[Material shown Boundary: Start]
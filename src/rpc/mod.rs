//! Abstract RPC channel to the location service.
//!
//! The service is shaped like GeoClue2: a manager hands out client
//! objects, a started client emits [`LocationUpdated`] signals whose paths
//! point at location objects, and location objects expose the raw
//! readings. A D-Bus transport implements these traits; the crate ships a
//! [`SimulatedProvider`] for tests and replay.

mod simulated;

pub use simulated::{CallLog, SimulatedProvider};

use std::fmt;
use std::sync::Arc;

use async_trait::async_trait;
use serde::{Deserialize, Serialize};
use tokio::sync::broadcast;

use crate::position::AccuracyLevel;
use crate::Result;

/// Altitude value the service reports when no altitude is known.
pub const ALTITUDE_UNSET: f64 = f64::MIN;

/// Path of a remote object.
#[derive(Debug, Clone, PartialEq, Eq, Hash, Default, Serialize, Deserialize)]
pub struct ObjectPath(String);

impl ObjectPath {
    pub fn new(path: impl Into<String>) -> Self {
        Self(path.into())
    }

    pub fn as_str(&self) -> &str {
        &self.0
    }

    /// Empty and root paths mean "no object".
    pub fn is_unset(&self) -> bool {
        self.0.is_empty() || self.0 == "/"
    }
}

impl fmt::Display for ObjectPath {
    fn fmt(&self, f: &mut fmt::Formatter<'_>) -> fmt::Result {
        f.write_str(&self.0)
    }
}

/// Seconds and microseconds since the Unix epoch. `(0, 0)` means unspecified.
#[derive(Debug, Clone, Copy, PartialEq, Eq, Default, Serialize, Deserialize)]
pub struct Timestamp {
    pub seconds: u64,
    pub microseconds: u64,
}

impl Timestamp {
    pub fn new(seconds: u64, microseconds: u64) -> Self {
        Self {
            seconds,
            microseconds,
        }
    }

    pub fn is_unspecified(&self) -> bool {
        self.seconds == 0 && self.microseconds == 0
    }
}

/// Raw properties of one location object.
#[derive(Debug, Clone, Copy, PartialEq, Serialize, Deserialize)]
#[serde(default)]
pub struct LocationReading {
    pub latitude: f64,
    pub longitude: f64,
    /// [`ALTITUDE_UNSET`] when unknown.
    pub altitude: f64,
    /// Horizontal accuracy in meters.
    pub accuracy: f64,
    /// Meters per second, negative when unknown.
    pub speed: f64,
    /// Degrees from north, negative when unknown.
    pub heading: f64,
    pub timestamp: Timestamp,
}

impl Default for LocationReading {
    fn default() -> Self {
        Self {
            latitude: 0.0,
            longitude: 0.0,
            altitude: ALTITUDE_UNSET,
            accuracy: 0.0,
            speed: -1.0,
            heading: -1.0,
            timestamp: Timestamp::default(),
        }
    }
}

impl LocationReading {
    /// Reading with only a coordinate set.
    pub fn new(latitude: f64, longitude: f64) -> Self {
        Self {
            latitude,
            longitude,
            ..Self::default()
        }
    }

    pub fn with_altitude(mut self, altitude: f64) -> Self {
        self.altitude = altitude;
        self
    }

    pub fn with_accuracy(mut self, accuracy: f64) -> Self {
        self.accuracy = accuracy;
        self
    }

    pub fn with_speed(mut self, speed: f64) -> Self {
        self.speed = speed;
        self
    }

    pub fn with_heading(mut self, heading: f64) -> Self {
        self.heading = heading;
        self
    }

    pub fn with_timestamp(mut self, seconds: u64, microseconds: u64) -> Self {
        self.timestamp = Timestamp::new(seconds, microseconds);
        self
    }
}

/// `LocationUpdated(old, new)` signal of a client.
#[derive(Debug, Clone, PartialEq, Eq)]
pub struct LocationUpdated {
    pub old: ObjectPath,
    pub new: ObjectPath,
}

/// Manager-level operations of the location service.
#[async_trait]
pub trait LocationProvider: Send + Sync {
    /// Obtain a new client object.
    async fn create_client(&self) -> Result<Arc<dyn ClientProxy>>;

    /// Read all properties of the location object at `path`.
    async fn location(&self, path: &ObjectPath) -> Result<LocationReading>;

    /// Read the `AvailableAccuracyLevel` property.
    async fn available_accuracy_level(&self) -> Result<AccuracyLevel>;
}

/// One client object of the location service.
#[async_trait]
pub trait ClientProxy: Send + Sync {
    /// Object path of this client.
    fn path(&self) -> &ObjectPath;

    async fn start(&self) -> Result<()>;

    async fn stop(&self) -> Result<()>;

    async fn set_desktop_id(&self, desktop_id: &str) -> Result<()>;

    /// Minimum time between updates, in seconds.
    async fn set_time_threshold(&self, seconds: u32) -> Result<()>;

    async fn set_requested_accuracy_level(&self, level: AccuracyLevel) -> Result<()>;

    /// Path of the current location object; unset if none yet.
    async fn current_location(&self) -> Result<ObjectPath>;

    /// Subscribe to `LocationUpdated` signals.
    fn subscribe(&self) -> broadcast::Receiver<LocationUpdated>;
}
//! Space-optimized edit distance used as the signature similarity metric.
//!
//! Classic two-row dynamic programming packed into a single circular buffer
//! of `2 * min(n, m) + 3` cells: O(n*m) time, O(min(n, m)) space. Costs are
//! fixed for this alphabet and tuned for signature strings — insert 1,
//! delete 1, substitute 3, transpose adjacent pair 5. Note that with these
//! costs a substitution is never cheaper than a delete plus an insert; the
//! cost table is kept anyway for fidelity with the scoring it calibrates.
//!
//! A per-row minimum is tracked and the computation abandoned once a full
//! row stays above [`MIN_DIST`]; past that point the exact distance no
//! longer matters to any caller.

const INSERT_COST: u32 = 1;
const DELETE_COST: u32 = 1;
const CHANGE_COST: u32 = 3;
const SWAP_COST: u32 = 5;

/// Early-exit cutoff. Any value returned above this means "very dissimilar"
/// and must not be read as an exact distance.
const MIN_DIST: u32 = 100;

#[inline]
fn min2(a: u32, b: u32) -> u32 {
    a.min(b)
}

#[inline]
fn min3(a: u32, b: u32, c: u32) -> u32 {
    a.min(b).min(c)
}

/// Matrix cell lookup through the circular buffer.
///
/// Row 0 and column 0 are never materialized; their values are computed on
/// demand from the edge costs. `x` and `y` are matrix coordinates (string
/// index + 1), `index` an unreduced buffer position.
#[inline]
fn cell(buffer: &[u32], radix: usize, x: usize, y: usize, index: usize) -> u32 {
    if x == 0 {
        y as u32 * DELETE_COST
    } else if y == 0 {
        x as u32 * INSERT_COST
    } else {
        buffer[index % radix]
    }
}

/// Minimum-cost edit distance between two byte strings.
///
/// Symmetric in its arguments (insert and delete cost the same). An empty
/// side costs the other side's length. Values above 100 are approximate;
/// see the module docs.
pub fn edit_distance(from: &[u8], to: &[u8]) -> u32 {
    if from.is_empty() {
        return to.len() as u32 * INSERT_COST;
    }
    if to.is_empty() {
        return from.len() as u32 * DELETE_COST;
    }

    // Keep the shorter string on the `from` side so the buffer is sized by
    // min(n, m). Symmetric insert/delete costs make the swap free.
    let (from, to) = if from.len() > to.len() {
        (to, from)
    } else {
        (from, to)
    };
    let from_len = from.len();
    let to_len = to.len();

    // One extra cell beyond the two conceptual rows: the transposition
    // check reads a cell that a plain two-row layout would already have
    // overwritten.
    let radix = 2 * from_len + 3;
    let mut buffer = vec![0u32; radix];
    let mut index = 0usize;

    // Row 1, with row 0 implicit (its value at column x is x * DELETE_COST).
    // No transpositions are possible yet.
    buffer[index] = min2(
        INSERT_COST + DELETE_COST,
        if from[0] == to[0] { 0 } else { CHANGE_COST },
    );
    let mut low = buffer[index];
    index += 1;
    for col in 1..from_len {
        buffer[index] = min3(
            col as u32 * DELETE_COST + if from[col] == to[0] { 0 } else { CHANGE_COST },
            (col as u32 + 1) * DELETE_COST + INSERT_COST,
            buffer[index - 1] + DELETE_COST,
        );
        if buffer[index] < low {
            low = buffer[index];
        }
        index += 1;
    }

    // Remaining rows. `index` always points at the next cell to write; the
    // north-west, north, west, and transposition neighbors sit at fixed
    // circular offsets from it.
    for row in 1..to_len {
        for col in 0..from_len {
            let nw = cell(&buffer, radix, row, col, index + from_len + 2);
            let n = cell(&buffer, radix, row, col + 1, index + from_len + 3);
            let w = cell(&buffer, radix, row + 1, col, index + radix - 1);

            let mut value = min3(
                nw + if from[col] == to[row] { 0 } else { CHANGE_COST },
                n + INSERT_COST,
                w + DELETE_COST,
            );
            if col > 0 && from[col] == to[row - 1] && from[col - 1] == to[row] {
                let nnww = cell(&buffer, radix, row - 1, col - 1, index + 1);
                value = min2(value, nnww + SWAP_COST);
            }

            buffer[index] = value;
            if value < low || col == 0 {
                low = value;
            }
            index = (index + 1) % radix;
        }

        // Row minima never decrease across rows by more than the edge costs
        // recover; once a whole row exceeds the cutoff the final distance
        // cannot come back under it.
        if low > MIN_DIST {
            break;
        }
    }

    buffer[(index + radix - 1) % radix]
}

#[cfg(test)]
mod tests {
    use super::*;

    #[test]
    fn test_identity_is_zero() {
        assert_eq!(edit_distance(b"", b""), 0);
        assert_eq!(edit_distance(b"a", b"a"), 0);
        assert_eq!(edit_distance(b"abc", b"abc"), 0);
        assert_eq!(edit_distance(b"0123456789abcdef", b"0123456789abcdef"), 0);
    }

    #[test]
    fn test_empty_side_costs_length() {
        assert_eq!(edit_distance(b"", b"abc"), 3);
        assert_eq!(edit_distance(b"abcd", b""), 4);
    }

    #[test]
    fn test_single_insert_and_delete() {
        assert_eq!(edit_distance(b"hello", b"hhello"), 1);
        assert_eq!(edit_distance(b"hhello", b"hello"), 1);
    }

    #[test]
    fn test_substitution_priced_as_delete_plus_insert() {
        // change_cost is 3, but delete + insert is 2, so a one-character
        // difference costs 2.
        assert_eq!(edit_distance(b"abc", b"abd"), 2);
        assert_eq!(edit_distance(b"ab", b"ba"), 2);
    }

    #[test]
    fn test_symmetry() {
        let pairs: &[(&[u8], &[u8])] = &[
            (b"kitten", b"sitting"),
            (b"flaw", b"lawn"),
            (b"", b"xyz"),
            (b"aabbcc", b"abcabc"),
        ];
        for (a, b) in pairs {
            assert_eq!(edit_distance(a, b), edit_distance(b, a));
        }
    }

    #[test]
    fn test_disjoint_strings_cost_sum_of_lengths() {
        // No common characters, substitution priced out: the cheapest edit
        // deletes one string and inserts the other.
        assert_eq!(edit_distance(b"aaaa", b"bbbb"), 8);
        assert_eq!(edit_distance(b"abcde", b"vwxyz"), 10);
    }

    #[test]
    fn test_early_exit_reports_dissimilar() {
        // Disjoint alphabets, lengths 64 and 200: the exact distance is 264,
        // and whether or not the cutoff fires first, the result must stay
        // above the threshold.
        let from = vec![b'a'; 64];
        let to = vec![b'b'; 200];
        assert!(edit_distance(&from, &to) > 100);
        assert!(edit_distance(&to, &from) > 100);
    }
}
[Material shown Boundary: End]
Problem details>
Say only the number of lines of the data above in which the string "Debug" occurs.

Your solution>
4